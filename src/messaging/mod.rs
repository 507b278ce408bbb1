//! Request/response surface consumed by UI collaborators.

use serde::{Deserialize, Serialize};
use std::sync::Arc;

use crate::service::TranscriptService;
use crate::transcript::{TranscriptResult, TranscriptSegment, TranscriptStatus};

#[derive(Debug, Clone, PartialEq, Serialize, Deserialize)]
#[serde(tag = "type", rename_all = "SCREAMING_SNAKE_CASE")]
pub enum TranscriptRequest {
    GetTranscript {
        #[serde(rename = "videoId")]
        video_id: String,
    },
    GetTranscriptStatus {
        #[serde(rename = "videoId")]
        video_id: String,
    },
    GetTranscriptRange {
        #[serde(rename = "videoId")]
        video_id: String,
        start: f64,
        end: f64,
    },
    GetTranscriptText {
        #[serde(rename = "videoId")]
        video_id: String,
        #[serde(default)]
        start: Option<f64>,
        #[serde(default)]
        end: Option<f64>,
    },
}

impl TranscriptRequest {
    pub fn video_id(&self) -> &str {
        match self {
            TranscriptRequest::GetTranscript { video_id }
            | TranscriptRequest::GetTranscriptStatus { video_id }
            | TranscriptRequest::GetTranscriptRange { video_id, .. }
            | TranscriptRequest::GetTranscriptText { video_id, .. } => video_id,
        }
    }
}

#[derive(Debug, Clone, PartialEq, Serialize, Deserialize)]
pub struct TranscriptResponse {
    pub status: TranscriptStatus,

    #[serde(default, skip_serializing_if = "Option::is_none")]
    pub result: Option<TranscriptResult>,

    #[serde(default, skip_serializing_if = "Option::is_none")]
    pub segments: Option<Vec<TranscriptSegment>>,

    #[serde(default, skip_serializing_if = "Option::is_none")]
    pub text: Option<String>,
}

impl TranscriptResponse {
    fn status(status: TranscriptStatus) -> Self {
        Self { status, result: None, segments: None, text: None }
    }
}

/// Answer one request, awaiting an extraction when nothing is cached.
///
/// Status requests never start work.
pub async fn handle_request(service: &TranscriptService, request: TranscriptRequest) -> TranscriptResponse {
    tracing::debug!(?request, "Handling transcript request");

    if let TranscriptRequest::GetTranscriptStatus { video_id } = &request {
        return TranscriptResponse::status(service.get_status(video_id));
    }

    let result = ensure_result(service, request.video_id()).await;
    let mut response = TranscriptResponse::status(result.status);

    match request {
        TranscriptRequest::GetTranscript { .. } => {
            response.result = Some(result.as_ref().clone());
        }
        TranscriptRequest::GetTranscriptRange { video_id, start, end } => {
            response.segments = Some(service.segments_in_range(&video_id, start, end));
        }
        TranscriptRequest::GetTranscriptText { video_id, start, end } => {
            let text = match (start, end) {
                (None, None) => result.full_text(),
                (start, end) => service.text_in_range(&video_id, start.unwrap_or(0.0), end.unwrap_or(f64::INFINITY)),
            };
            response.text = Some(text);
        }
        TranscriptRequest::GetTranscriptStatus { .. } => {}
    }

    response
}

async fn ensure_result(service: &TranscriptService, video_id: &str) -> Arc<TranscriptResult> {
    match service.get_cached_result(video_id) {
        Some(cached) => cached,
        None => service.extract_transcript(video_id).await,
    }
}

#[cfg(test)]
mod tests {
    use super::*;
    use crate::service::test_support::*;
    use std::time::Duration;
    use crate::transcript::TranscriptStatus::{Idle, Ready, Unavailable};

    #[test]
    fn test_request_wire_format() {
        let request: TranscriptRequest =
            serde_json::from_str(r#"{"type":"GET_TRANSCRIPT_RANGE","videoId":"abcdefghijk","start":1.5,"end":4}"#).unwrap();
        assert_eq!(
            request,
            TranscriptRequest::GetTranscriptRange { video_id: "abcdefghijk".to_string(), start: 1.5, end: 4.0 }
        );

        let text: TranscriptRequest = serde_json::from_str(r#"{"type":"GET_TRANSCRIPT_TEXT","videoId":"x"}"#).unwrap();
        assert_eq!(text.video_id(), "x");
    }

    #[tokio::test]
    async fn test_status_request_does_not_extract() {
        let (stack, stubs) = stack(Ready, Unavailable, Unavailable);
        let service = service(stack, StubLoader::new(Duration::ZERO));

        let response = handle_request(
            &service,
            TranscriptRequest::GetTranscriptStatus { video_id: "abcdefghijk".to_string() },
        )
        .await;
        assert_eq!(response.status, Idle);
        assert_eq!(stubs[0].calls(), 0);
    }

    #[tokio::test]
    async fn test_range_and_text_requests() {
        let (stack, _) = stack(Ready, Unavailable, Unavailable);
        let service = service(stack, StubLoader::new(Duration::ZERO));

        let range = handle_request(
            &service,
            TranscriptRequest::GetTranscriptRange { video_id: "abcdefghijk".to_string(), start: 3.0, end: 4.0 },
        )
        .await;
        assert_eq!(range.status, Ready);
        assert_eq!(range.segments.unwrap().len(), 1);

        let text = handle_request(
            &service,
            TranscriptRequest::GetTranscriptText { video_id: "abcdefghijk".to_string(), start: None, end: None },
        )
        .await;
        assert_eq!(text.text.as_deref(), Some("first second third"));

        let json = serde_json::to_value(&text).unwrap();
        assert_eq!(json["status"], "READY");
        assert!(json.get("result").is_none());
    }

    #[tokio::test]
    async fn test_unavailable_transcript_response() {
        let (stack, _) = stack(Unavailable, Unavailable, Unavailable);
        let service = service(stack, StubLoader::new(Duration::ZERO));

        let response = handle_request(
            &service,
            TranscriptRequest::GetTranscript { video_id: "abcdefghijk".to_string() },
        )
        .await;
        assert_eq!(response.status, Unavailable);
        assert!(response.result.unwrap().error.is_some());
    }
}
====
Word for word, write out the entries above again.

COMPLETED EXERCISE |
filename src/messaging/mod.rs
repository 507b278ce408bbb1
//! Request/response surface consumed by UI collaborators.

use serde::{Deserialize, Serialize};
use std::sync::Arc;

use crate::service::TranscriptService;
use crate::transcript::{TranscriptResult, TranscriptSegment, TranscriptStatus};

#[derive(Debug, Clone, PartialEq, Serialize, Deserialize)]
#[serde(tag = "type", rename_all = "SCREAMING_SNAKE_CASE")]
pub enum TranscriptRequest {
    GetTranscript {
        #[serde(rename = "videoId")]
        video_id: String,
    },
    GetTranscriptStatus {
        #[serde(rename = "videoId")]
        video_id: String,
    },
    GetTranscriptRange {
        #[serde(rename = "videoId")]
        video_id: String,
        start: f64,
        end: f64,
    },
    GetTranscriptText {
        #[serde(rename = "videoId")]
        video_id: String,
        #[serde(default)]
        start: Option<f64>,
        #[serde(default)]
        end: Option<f64>,
    },
}

impl TranscriptRequest {
    pub fn video_id(&self) -> &str {
        match self {
            TranscriptRequest::GetTranscript { video_id }
            | TranscriptRequest::GetTranscriptStatus { video_id }
            | TranscriptRequest::GetTranscriptRange { video_id, .. }
            | TranscriptRequest::GetTranscriptText { video_id, .. } => video_id,
        }
    }
}

#[derive(Debug, Clone, PartialEq, Serialize, Deserialize)]
pub struct TranscriptResponse {
    pub status: TranscriptStatus,

    #[serde(default, skip_serializing_if = "Option::is_none")]
    pub result: Option<TranscriptResult>,

    #[serde(default, skip_serializing_if = "Option::is_none")]
    pub segments: Option<Vec<TranscriptSegment>>,

    #[serde(default, skip_serializing_if = "Option::is_none")]
    pub text: Option<String>,
}

impl TranscriptResponse {
    fn status(status: TranscriptStatus) -> Self {
        Self { status, result: None, segments: None, text: None }
    }
}

/// Answer one request, awaiting an extraction when nothing is cached.
///
/// Status requests never start work.
pub async fn handle_request(service: &TranscriptService, request: TranscriptRequest) -> TranscriptResponse {
    tracing::debug!(?request, "Handling transcript request");

    if let TranscriptRequest::GetTranscriptStatus { video_id } = &request {
        return TranscriptResponse::status(service.get_status(video_id));
    }

    let result = ensure_result(service, request.video_id()).await;
    let mut response = TranscriptResponse::status(result.status);

    match request {
        TranscriptRequest::GetTranscript { .. } => {
            response.result = Some(result.as_ref().clone());
        }
        TranscriptRequest::GetTranscriptRange { video_id, start, end } => {
            response.segments = Some(service.segments_in_range(&video_id, start, end));
        }
        TranscriptRequest::GetTranscriptText { video_id, start, end } => {
            let text = match (start, end) {
                (None, None) => result.full_text(),
                (start, end) => service.text_in_range(&video_id, start.unwrap_or(0.0), end.unwrap_or(f64::INFINITY)),
            };
            response.text = Some(text);
        }
        TranscriptRequest::GetTranscriptStatus { .. } => {}
    }

    response
}

async fn ensure_result(service: &TranscriptService, video_id: &str) -> Arc<TranscriptResult> {
    match service.get_cached_result(video_id) {
        Some(cached) => cached,
        None => service.extract_transcript(video_id).await,
    }
}

#[cfg(test)]
mod tests {
    use super::*;
    use crate::service::test_support::*;
    use std::time::Duration;
    use crate::transcript::TranscriptStatus::{Idle, Ready, Unavailable};

    #[test]
    fn test_request_wire_format() {
        let request: TranscriptRequest =
            serde_json::from_str(r#"{"type":"GET_TRANSCRIPT_RANGE","videoId":"abcdefghijk","start":1.5,"end":4}"#).unwrap();
        assert_eq!(
            request,
            TranscriptRequest::GetTranscriptRange { video_id: "abcdefghijk".to_string(), start: 1.5, end: 4.0 }
        );

        let text: TranscriptRequest = serde_json::from_str(r#"{"type":"GET_TRANSCRIPT_TEXT","videoId":"x"}"#).unwrap();
        assert_eq!(text.video_id(), "x");
    }

    #[tokio::test]
    async fn test_status_request_does_not_extract() {
        let (stack, stubs) = stack(Ready, Unavailable, Unavailable);
        let service = service(stack, StubLoader::new(Duration::ZERO));

        let response = handle_request(
            &service,
            TranscriptRequest::GetTranscriptStatus { video_id: "abcdefghijk".to_string() },
        )
        .await;
        assert_eq!(response.status, Idle);
        assert_eq!(stubs[0].calls(), 0);
    }

    #[tokio::test]
    async fn test_range_and_text_requests() {
        let (stack, _) = stack(Ready, Unavailable, Unavailable);
        let service = service(stack, StubLoader::new(Duration::ZERO));

        let range = handle_request(
            &service,
            TranscriptRequest::GetTranscriptRange { video_id: "abcdefghijk".to_string(), start: 3.0, end: 4.0 },
        )
        .await;
        assert_eq!(range.status, Ready);
        assert_eq!(range.segments.unwrap().len(), 1);

        let text = handle_request(
            &service,
            TranscriptRequest::GetTranscriptText { video_id: "abcdefghijk".to_string(), start: None, end: None },
        )
        .await;
        assert_eq!(text.text.as_deref(), Some("first second third"));

        let json = serde_json::to_value(&text).unwrap();
        assert_eq!(json["status"], "READY");
        assert!(json.get("result").is_none());
    }

    #[tokio::test]
    async fn test_unavailable_transcript_response() {
        let (stack, _) = stack(Unavailable, Unavailable, Unavailable);
        let service = service(stack, StubLoader::new(Duration::ZERO));

        let response = handle_request(
            &service,
            TranscriptRequest::GetTranscript { video_id: "abcdefghijk".to_string() },
        )
        .await;
        assert_eq!(response.status, Unavailable);
        assert!(response.result.unwrap().error.is_some());
    }
}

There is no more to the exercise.